No shit. I check traffic before I cross the street to the parking lot.

“I know being a med intern is hard,” my father continues. “You work long, excruciating hours, and you leave a shift exhausted. But whatever you saw and did today, don’t bring it home with you. Don’t let it torture you.”

He assumes that I’m emotionally unavailable to handle his call. I may’ve had a fifteen-year-old girl code seven times in the past five hours, but I’ve never let any of that affect my job.

The problem: if I plan to quit medicine someday soon, then I shouldn’t be setting myself up to be a concierge doctor.

It’s that simple.

I approach my black Yamaha motorcycle in the parking lot. “I’m not that spent,” I tell my father. “I’m just not exactly excited to take house calls and check a little kid’s flu symptoms.”

“The call isn’t about one of the little kids, and it’s not an illness.”

My brows arch, and I find myself frozen in place. Not an illness.

I can’t ignore this call. No part of me wants to sit on the sidelines when I have the ability to help. But it’s making walking away from medicine that much harder.

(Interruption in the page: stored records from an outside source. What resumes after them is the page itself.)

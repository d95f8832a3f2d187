//! Overlap resolution between the active platform and the one beneath it
//!
//! Each cut shrinks exactly one axis. The overlapping part becomes the new
//! resting platform; the rest falls off as a discarded piece.
//!
//! Algorithm:
//! 1. distance = |active - static| along the axis
//! 2. no overlap if distance > (active extent + static extent) / 2 (touching counts)
//! 3. overlap extent = active extent - distance, perpendicular extent unchanged
//! 4. direction = -1 if the active platform sits on the negative side, else +1
//! 5. new static sits at static + direction * (static extent - overlap) / 2
//! 6. cut piece sits at static + direction * (overlap / 2 + cut extent)

use glam::Vec3;

use super::platform::{Axis, PlatformSize, Transform};

/// Geometry produced by a successful cut
#[derive(Debug, Clone, Copy, PartialEq)]
pub struct Overlap {
    /// Shift of the new static platform relative to the old one, along the axis
    pub static_offset: f32,
    pub static_size: PlatformSize,
    pub static_position: Vec3,
    /// Shift of the cut piece relative to the old static platform, along the axis
    pub cut_offset: f32,
    pub cut_size: PlatformSize,
    pub cut_position: Vec3,
}

impl Overlap {
    /// Overlapping extent along the cut axis
    pub fn overlap_extent(&self, axis: Axis) -> f32 {
        self.static_size.along(axis)
    }

    /// Non-overlapping extent along the cut axis
    pub fn cut_extent(&self, axis: Axis) -> f32 {
        self.cut_size.along(axis)
    }
}

/// Outcome of resolving a commit
#[derive(Debug, Clone, Copy, PartialEq)]
pub enum Resolution {
    Overlap(Overlap),
    /// The active platform missed the stack entirely
    NoOverlap,
}

/// Sign of the side the active platform landed on.
///
/// Compares both horizontal axes, not only the cut axis. The perpendicular
/// coordinates agree during play, so this matches a per-axis comparison.
#[inline]
fn direction(static_pos: Vec3, active_pos: Vec3) -> f32 {
    if active_pos.x < static_pos.x || active_pos.z < static_pos.z {
        -1.0
    } else {
        1.0
    }
}

/// Resolve the overlap of `active` over `resting` along `axis`
pub fn resolve_overlap(resting: &Transform, active: &Transform, axis: Axis) -> Resolution {
    let distance = (axis.of(active.position) - axis.of(resting.position)).abs();
    let active_extent = active.size.along(axis);
    let resting_extent = resting.size.along(axis);

    let allowed = (active_extent + resting_extent) / 2.0;
    if distance > allowed {
        return Resolution::NoOverlap;
    }

    let overlap_extent = active_extent - distance;
    let cut_extent = active_extent - overlap_extent;
    let dir = direction(resting.position, active.position);

    let static_offset = dir * (resting_extent - overlap_extent) / 2.0;
    let cut_offset = dir * (overlap_extent / 2.0 + cut_extent);

    // Perpendicular from the resting platform, height from the active one
    let anchor = Vec3::new(resting.position.x, active.position.y, resting.position.z);
    let anchor_axis = axis.of(resting.position);

    Resolution::Overlap(Overlap {
        static_offset,
        static_size: active.size.with_along(axis, overlap_extent),
        static_position: axis.with(anchor, anchor_axis + static_offset),
        cut_offset,
        cut_size: active.size.with_along(axis, cut_extent),
        cut_position: axis.with(anchor, anchor_axis + cut_offset),
    })
}

#[cfg(test)]
mod tests {
    use super::*;
    use proptest::prelude::*;

    const EPS: f32 = 1e-4;

    fn unit(x: f32, y: f32, z: f32) -> Transform {
        Transform::new(Vec3::new(x, y, z), PlatformSize::new(1.0, 1.0))
    }

    fn expect_overlap(resolution: Resolution) -> Overlap {
        match resolution {
            Resolution::Overlap(overlap) => overlap,
            Resolution::NoOverlap => panic!("expected an overlap"),
        }
    }

    #[test]
    fn test_half_overlap_on_x() {
        let resting = unit(0.0, 0.0, 0.0);
        let active = unit(0.5, 0.15, 0.0);

        let overlap = expect_overlap(resolve_overlap(&resting, &active, Axis::X));
        assert!((overlap.static_size.width - 0.5).abs() < EPS);
        assert!((overlap.static_size.depth - 1.0).abs() < EPS);
        assert!((overlap.static_offset - 0.25).abs() < EPS);
        assert!((overlap.static_position.x - 0.25).abs() < EPS);
        assert!((overlap.static_position.y - 0.15).abs() < EPS);
        assert!((overlap.cut_size.width - 0.5).abs() < EPS);
        assert!((overlap.cut_position.x - 0.75).abs() < EPS);
    }

    #[test]
    fn test_negative_side_on_z() {
        let resting = unit(0.25, 0.15, 0.0);
        let active = Transform::new(Vec3::new(0.25, 0.3, -0.4), PlatformSize::new(0.5, 1.0));

        let overlap = expect_overlap(resolve_overlap(&resting, &active, Axis::Z));
        assert!((overlap.static_size.depth - 0.6).abs() < EPS);
        assert!((overlap.static_size.width - 0.5).abs() < EPS);
        assert!((overlap.static_offset + 0.2).abs() < EPS);
        assert!((overlap.static_position.z + 0.2).abs() < EPS);
        // Perpendicular carried from the resting platform
        assert!((overlap.static_position.x - 0.25).abs() < EPS);
        assert!((overlap.cut_size.depth - 0.4).abs() < EPS);
        assert!((overlap.cut_position.z + 0.7).abs() < EPS);
    }

    #[test]
    fn test_miss_is_no_overlap() {
        let resting = unit(0.0, 0.0, 0.0);
        let active = unit(2.0, 0.15, 0.0);
        assert_eq!(resolve_overlap(&resting, &active, Axis::X), Resolution::NoOverlap);
    }

    #[test]
    fn test_exact_touch_counts_as_overlap() {
        let resting = unit(0.0, 0.0, 0.0);
        let active = unit(1.0, 0.15, 0.0);

        let overlap = expect_overlap(resolve_overlap(&resting, &active, Axis::X));
        assert!(overlap.overlap_extent(Axis::X).abs() < EPS);
        assert!((overlap.cut_extent(Axis::X) - 1.0).abs() < EPS);
    }

    #[test]
    fn test_perfect_stack_leaves_empty_cut() {
        let resting = unit(0.0, 0.0, 0.0);
        let active = unit(0.0, 0.15, 0.0);

        let overlap = expect_overlap(resolve_overlap(&resting, &active, Axis::Z));
        assert_eq!(overlap.static_size, PlatformSize::new(1.0, 1.0));
        assert_eq!(overlap.cut_extent(Axis::Z), 0.0);
        assert_eq!(overlap.static_offset, 0.0);
    }

    #[test]
    fn test_only_the_cut_axis_is_measured() {
        // Far away on z, but the cut is along x
        let resting = unit(0.0, 0.0, 0.0);
        let active = unit(0.2, 0.15, 5.0);
        assert!(matches!(
            resolve_overlap(&resting, &active, Axis::X),
            Resolution::Overlap(_)
        ));
    }

    #[test]
    fn test_side_sign_checks_both_axes() {
        // Right of the resting platform on x, but slightly behind it on z:
        // the z comparison alone flips the anchor to the negative side.
        let resting = unit(0.0, 0.0, 0.0);
        let active = unit(0.3, 0.15, -0.1);

        let overlap = expect_overlap(resolve_overlap(&resting, &active, Axis::X));
        assert!((overlap.overlap_extent(Axis::X) - 0.7).abs() < EPS);
        assert!(overlap.static_offset < 0.0);
        assert!((overlap.static_offset + 0.15).abs() < EPS);
        assert!(overlap.cut_position.x < 0.0);
        assert!((overlap.cut_position.x + 0.65).abs() < EPS);
        assert_eq!(overlap.static_position.z, 0.0);
    }

    fn axis_strategy() -> impl Strategy<Value = Axis> {
        prop_oneof![Just(Axis::X), Just(Axis::Z)]
    }

    /// Resting and active share a footprint and the perpendicular coordinate,
    /// as they do during play.
    fn aligned(axis: Axis, extent: f32, other: f32, center: f32, shift: f32) -> (Transform, Transform) {
        let size = PlatformSize::new(0.0, 0.0)
            .with_along(axis, extent)
            .with_along(axis.perpendicular(), other);
        let base = Vec3::new(center, 0.0, center);
        let resting = Transform::new(base, size);
        let active = Transform::new(axis.with(base + Vec3::Y * 0.15, center + shift), size);
        (resting, active)
    }

    proptest! {
        #[test]
        fn prop_within_reach_overlaps(
            axis in axis_strategy(),
            extent in 0.05f32..4.0,
            other in 0.05f32..4.0,
            center in -5.0f32..5.0,
            frac in -0.999f32..0.999,
        ) {
            let (resting, active) = aligned(axis, extent, other, center, frac * extent);
            let overlap = match resolve_overlap(&resting, &active, axis) {
                Resolution::Overlap(o) => o,
                Resolution::NoOverlap => return Err(TestCaseError::fail("expected overlap")),
            };
            let kept = overlap.overlap_extent(axis);
            prop_assert!(kept > 0.0 && kept <= extent + EPS);
            // One axis shrinks per cut
            prop_assert!((overlap.static_size.along(axis.perpendicular()) - other).abs() < EPS);
            prop_assert!((overlap.cut_size.along(axis.perpendicular()) - other).abs() < EPS);
            // Kept plus cut is the whole active extent
            prop_assert!((kept + overlap.cut_extent(axis) - extent).abs() < EPS);
        }

        #[test]
        fn prop_out_of_reach_misses(
            axis in axis_strategy(),
            extent in 0.05f32..4.0,
            center in -5.0f32..5.0,
            excess in 0.01f32..10.0,
            negative in any::<bool>(),
        ) {
            let shift = (extent + excess) * if negative { -1.0 } else { 1.0 };
            let (resting, active) = aligned(axis, extent, 1.0, center, shift);
            prop_assert_eq!(resolve_overlap(&resting, &active, axis), Resolution::NoOverlap);
        }

        #[test]
        fn prop_static_and_cut_do_not_intersect(
            axis in axis_strategy(),
            extent in 0.05f32..4.0,
            center in -5.0f32..5.0,
            frac in -0.999f32..0.999,
        ) {
            let (resting, active) = aligned(axis, extent, 1.0, center, frac * extent);
            if let Resolution::Overlap(overlap) = resolve_overlap(&resting, &active, axis) {
                let placed = Transform::new(overlap.static_position, overlap.static_size).span(axis);
                let cut = Transform::new(overlap.cut_position, overlap.cut_size).span(axis);
                let disjoint = placed.1 <= cut.0 + EPS || cut.1 <= placed.0 + EPS;
                prop_assert!(disjoint, "placed {:?} cut {:?}", placed, cut);
            }
        }

        #[test]
        fn prop_new_static_stays_on_resting(
            axis in axis_strategy(),
            extent in 0.05f32..4.0,
            center in -5.0f32..5.0,
            frac in -0.999f32..0.999,
        ) {
            let (resting, active) = aligned(axis, extent, 1.0, center, frac * extent);
            if let Resolution::Overlap(overlap) = resolve_overlap(&resting, &active, axis) {
                let below = resting.span(axis);
                let placed = Transform::new(overlap.static_position, overlap.static_size).span(axis);
                prop_assert!(placed.0 >= below.0 - EPS && placed.1 <= below.1 + EPS);
            }
        }
    }
}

I kick up the Yamaha’s stand. “Who’s hurt?” I ask for details, subtly agreeing to what my father wants.

He knows it too. “We’ll talk more when you’re at your apartment. Call me back.” He hangs up first, but only after he dangled a giant carrot in my face.

I pocket my phone and put on my helmet, flipping down the visor.

And like a stupid ass, I hunger towards the temptation.

When I graduated medical school, I decided to save on rent and room with other doctors from Philadelphia General. I live a little north of Center City in an old gothic school that was converted into lofts. I don’t really give a shit about the “original chalkboards” or the dark walnut paneling or a city view.

Basically, it’s cheap with three roommates and close to the hospital. Good enough for me.

Inside my apartment, I set my motorcycle helmet on the kitchen counter next to a Post-it note and then dial my father’s number.